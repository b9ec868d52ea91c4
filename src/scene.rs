use std::error::Error;

use backend::Backend;
use backend::BranchBound;
use codec;
use codec::EmitOptions;
use codec::Level;
use coords::Coord;
use errors::ContradictoryHint;
use errors::EmitWarning;
use grid::Grid;
use grid::Kind;
use hints;
use milp;
use solver;

/// What a reveal attempt did.
#[derive(Copy, Clone, Debug, PartialEq, Eq)]
pub enum Outcome {
    Correct,
    Mistake,
}

/// One loaded level in play: the grid plus the counters the player sees and
/// the solve machinery. All mutation goes through calls into the scene.
pub struct Scene {
    pub level: Level,
    remaining: usize,
    mistakes: u32,
    /// Re-entry guard: starting a solve while one is in progress is a no-op.
    solving: u32,
    undo_history: Vec<Vec<Coord>>,
    redo_history: Vec<Vec<Coord>>,
    backend: Box<dyn Backend>,
    pub verbose: bool,
}

impl Scene {
    pub fn of_level(level: Level) -> Scene {
        let remaining = level
            .grid
            .iter_cells()
            .filter(|(_, cell)| cell.kind == Kind::Full && cell.display().is_none())
            .count();
        Scene {
            level,
            remaining,
            mistakes: 0,
            solving: 0,
            undo_history: vec![],
            redo_history: vec![],
            backend: Box::new(BranchBound::new(None)),
            verbose: false,
        }
    }

    pub fn load_text(text: &str) -> Result<Scene, Box<dyn Error>> {
        Ok(Scene::of_level(codec::decode(text)?))
    }

    pub fn save_text(&self, opts: EmitOptions) -> (String, Option<EmitWarning>) {
        codec::encode(&self.level, opts)
    }

    pub fn grid(&self) -> &Grid {
        &self.level.grid
    }

    /// Number of Full cells the player has not uncovered yet.
    pub fn remaining(&self) -> usize {
        self.remaining
    }

    pub fn mistakes(&self) -> u32 {
        self.mistakes
    }

    /// Adopt a mistake counter coming from a restored save.
    pub fn set_mistakes(&mut self, mistakes: u32) {
        self.mistakes = mistakes;
    }

    pub fn full_update(&mut self) {
        hints::full_update(&mut self.level.grid);
    }

    /// Attempt to uncover a cell as `want`. A wrong guess is counted and the
    /// cell stays covered: the display never contradicts the truth.
    pub fn reveal(&mut self, coord: &Coord, want: Kind) -> Outcome {
        let cell = match self.level.grid.cell_mut(coord) {
            None => return Outcome::Mistake,
            Some(cell) => cell,
        };
        if cell.display().is_some() {
            return Outcome::Correct;
        }
        if cell.kind != want {
            self.mistakes += 1;
            return Outcome::Mistake;
        }
        cell.set_display(Some(want));
        if want == Kind::Full {
            self.remaining -= 1;
        }
        self.undo_history.push(vec![*coord]);
        self.redo_history.clear();
        Outcome::Correct
    }

    /// One solver pass: the arithmetic eliminations, or a MILP proof when
    /// they stall. Conclusions are applied to the display state and returned;
    /// `None` when a solve is already in progress.
    pub fn solve_step(&mut self) -> Result<Option<Vec<(Coord, Kind)>>, Box<dyn Error>> {
        if self.solving > 0 {
            return Ok(None);
        }
        self.solving += 1;
        let result = self.solve_step_inner();
        self.solving -= 1;
        result.map(Some)
    }

    fn solve_step_inner(&mut self) -> Result<Vec<(Coord, Kind)>, Box<dyn Error>> {
        if self.verbose {
            let covered = self
                .level
                .grid
                .iter_cells()
                .filter(|(_, cell)| cell.display().is_none())
                .count();
            println!(
                "Solver step with covered:{} remaining:{}",
                covered, self.remaining
            );
        }
        let mut conclusions = solver::solve_simple(&self.level.grid);
        if conclusions.is_empty() {
            conclusions = milp::solve(
                &self.level.grid,
                self.remaining,
                &mut *self.backend,
                self.verbose,
            )?;
        }
        self.apply(&conclusions)?;
        Ok(conclusions)
    }

    /// Uncover a batch of proved conclusions as one undoable step. The whole
    /// batch is checked against the truth first so a corrupted level leaves
    /// the scene untouched.
    fn apply(&mut self, conclusions: &[(Coord, Kind)]) -> Result<(), Box<dyn Error>> {
        for (coord, kind) in conclusions {
            match self.level.grid.cell(coord) {
                Some(cell) if cell.kind == *kind => (),
                _ => return Err(Box::new(ContradictoryHint(*coord))),
            }
        }
        if conclusions.is_empty() {
            return Ok(());
        }
        let mut batch = vec![];
        for (coord, kind) in conclusions {
            let cell = self.level.grid.cell_mut(coord).expect("checked above");
            if cell.display().is_some() {
                continue;
            }
            cell.set_display(Some(*kind));
            if *kind == Kind::Full {
                self.remaining -= 1;
            }
            batch.push(*coord);
        }
        self.undo_history.push(batch);
        self.redo_history.clear();
        Ok(())
    }

    /// Run solver passes until nothing new comes out.
    /// True iff the level ended fully uncovered.
    pub fn solve_complete(&mut self) -> Result<bool, Box<dyn Error>> {
        loop {
            match self.solve_step()? {
                None => break,
                Some(conclusions) if conclusions.is_empty() => break,
                Some(_) => (),
            }
        }
        let all_uncovered = self
            .level
            .grid
            .iter_cells()
            .all(|(_, cell)| cell.display().is_some());
        Ok(self.remaining == 0 && all_uncovered)
    }

    /// Cover the most recent batch of reveals again.
    pub fn undo(&mut self) {
        while let Some(batch) = self.undo_history.pop() {
            let mut covered_any = false;
            for coord in &batch {
                let cell = self.level.grid.cell_mut(coord).expect("revealed cell");
                if cell.display().is_none() {
                    continue;
                }
                if cell.kind == Kind::Full {
                    self.remaining += 1;
                }
                cell.set_display(None);
                covered_any = true;
            }
            if covered_any {
                self.redo_history.push(batch);
                break;
            }
        }
    }

    pub fn redo(&mut self) {
        if let Some(batch) = self.redo_history.pop() {
            for coord in &batch {
                let cell = self.level.grid.cell_mut(coord).expect("revealed cell");
                let kind = cell.kind;
                if cell.display().is_none() {
                    cell.set_display(Some(kind));
                    if kind == Kind::Full {
                        self.remaining -= 1;
                    }
                }
            }
            self.undo_history.push(batch);
        }
    }
}

#[cfg(test)]
mod tests {
    use super::*;

    /// Build a level text with the tokens placed directly in the frame.
    fn level_text(tokens: &[(isize, isize, &str)]) -> String {
        let mut frame = vec![vec![('.', '.'); codec::FRAME]; codec::FRAME];
        for (x, y, tok) in tokens {
            let mut chars = tok.chars();
            frame[*y as usize][*x as usize] =
                (chars.next().unwrap(), chars.next().unwrap());
        }
        let mut lines = vec![
            codec::HEADER.to_string(),
            "scene test".to_string(),
            "tester".to_string(),
            String::new(),
            String::new(),
        ];
        for row in &frame {
            lines.push(row.iter().flat_map(|(l, r)| vec![*l, *r]).collect());
        }
        lines.join("\n")
    }

    #[test]
    pub fn test_reveal_and_mistakes() {
        let text = level_text(&[(16, 16, "x."), (16, 14, "o.")]);
        let mut scene = Scene::load_text(&text).unwrap();
        assert_eq!(scene.remaining(), 1);
        assert_eq!(scene.reveal(&Coord::new(16, 16), Kind::Empty), Outcome::Mistake);
        assert_eq!(scene.mistakes(), 1);
        assert_eq!(scene.remaining(), 1);
        assert_eq!(scene.reveal(&Coord::new(16, 16), Kind::Full), Outcome::Correct);
        assert_eq!(scene.remaining(), 0);
        // Revealing again is a no-op
        assert_eq!(scene.reveal(&Coord::new(16, 16), Kind::Full), Outcome::Correct);
        assert_eq!(scene.mistakes(), 1);
    }

    #[test]
    pub fn test_row_of_three_is_solved() {
        // Two revealed blacks counting the covered blue between them.
        let text = level_text(&[(15, 15, "O+"), (16, 16, "x."), (17, 15, "O+")]);
        let mut scene = Scene::load_text(&text).unwrap();
        let conclusions = scene.solve_step().unwrap().unwrap();
        assert_eq!(conclusions, vec![(Coord::new(16, 16), Kind::Full)]);
        assert_eq!(
            scene.grid().cell(&Coord::new(16, 16)).unwrap().display(),
            Some(Kind::Full)
        );
        assert_eq!(scene.remaining(), 0);
    }

    #[test]
    pub fn test_solve_step_is_idempotent() {
        let text = level_text(&[(15, 15, "O+"), (16, 16, "x."), (17, 15, "O+")]);
        let mut scene = Scene::load_text(&text).unwrap();
        assert!(!scene.solve_step().unwrap().unwrap().is_empty());
        assert!(scene.solve_step().unwrap().unwrap().is_empty());
        assert!(scene.solve_step().unwrap().unwrap().is_empty());
    }

    #[test]
    pub fn test_solving_guard() {
        let text = level_text(&[(16, 16, "x.")]);
        let mut scene = Scene::load_text(&text).unwrap();
        scene.solving = 1;
        assert!(scene.solve_step().unwrap().is_none());
        scene.solving = 0;
    }

    #[test]
    pub fn test_solve_complete_on_forced_level() {
        // A zero-count black next to one blue: the blue is found through the
        // global count once the black's neighborhood is exhausted.
        let text = level_text(&[(16, 16, "O+"), (16, 14, "o."), (18, 16, "x.")]);
        let mut scene = Scene::load_text(&text).unwrap();
        assert!(scene.solve_complete().unwrap());
        assert_eq!(scene.remaining(), 0);
        assert!(scene
            .grid()
            .iter_cells()
            .all(|(_, cell)| cell.display().is_some()));
    }

    #[test]
    pub fn test_solve_complete_reports_stuck_levels() {
        // One Full among two interchangeable covered neighbors: no proof
        // exists and the level stays partly covered.
        let text = level_text(&[(16, 16, "O+"), (16, 14, "x."), (16, 18, "o.")]);
        let mut scene = Scene::load_text(&text).unwrap();
        assert!(!scene.solve_complete().unwrap());
        assert_eq!(scene.remaining(), 1);
    }

    #[test]
    pub fn test_undo_redo_round_trip() {
        let text = level_text(&[(15, 15, "O+"), (16, 16, "x."), (17, 15, "O+")]);
        let mut scene = Scene::load_text(&text).unwrap();
        scene.solve_step().unwrap().unwrap();
        assert_eq!(scene.remaining(), 0);
        scene.undo();
        assert_eq!(scene.remaining(), 1);
        assert_eq!(scene.grid().cell(&Coord::new(16, 16)).unwrap().display(), None);
        scene.redo();
        assert_eq!(scene.remaining(), 0);
        assert_eq!(
            scene.grid().cell(&Coord::new(16, 16)).unwrap().display(),
            Some(Kind::Full)
        );
    }

    #[test]
    pub fn test_display_save_restores_progress() {
        let text = level_text(&[(15, 15, "O+"), (16, 16, "x."), (17, 15, "O+")]);
        let mut scene = Scene::load_text(&text).unwrap();
        scene.solve_step().unwrap().unwrap();
        let (saved, _) = scene.save_text(EmitOptions {
            padding: false,
            display: true,
        });
        // The uncovered blue is written as revealed
        assert!(saved.contains("X."));
        let restored = Scene::load_text(&saved).unwrap();
        assert_eq!(restored.remaining(), 0);
    }

    #[test]
    pub fn test_contradiction_is_fatal_and_harmless() {
        let text = level_text(&[(16, 16, "x."), (16, 14, "o.")]);
        let mut scene = Scene::load_text(&text).unwrap();
        let bogus = vec![(Coord::new(16, 16), Kind::Empty)];
        let err = scene.apply(&bogus).err().expect("must fail");
        assert!(err.downcast::<ContradictoryHint>().is_ok());
        // Pre-operation state intact
        assert_eq!(scene.grid().cell(&Coord::new(16, 16)).unwrap().display(), None);
        assert_eq!(scene.remaining(), 1);
    }
}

### WHAT IS BEING ASKED
Only the lines above from the line containing "assert!(scene.solve_step().unwrap().is_none());" through the line containing "pub fn test_solve_complete_reports_stuck_levels()" should be retyped, exactly and with both ends included.

### RESULT OF THE EXERCISE
        assert!(scene.solve_step().unwrap().is_none());
        scene.solving = 0;
    }

    #[test]
    pub fn test_solve_complete_on_forced_level() {
        // A zero-count black next to one blue: the blue is found through the
        // global count once the black's neighborhood is exhausted.
        let text = level_text(&[(16, 16, "O+"), (16, 14, "o."), (18, 16, "x.")]);
        let mut scene = Scene::load_text(&text).unwrap();
        assert!(scene.solve_complete().unwrap());
        assert_eq!(scene.remaining(), 0);
        assert!(scene
            .grid()
            .iter_cells()
            .all(|(_, cell)| cell.display().is_some()));
    }

    #[test]
    pub fn test_solve_complete_reports_stuck_levels() {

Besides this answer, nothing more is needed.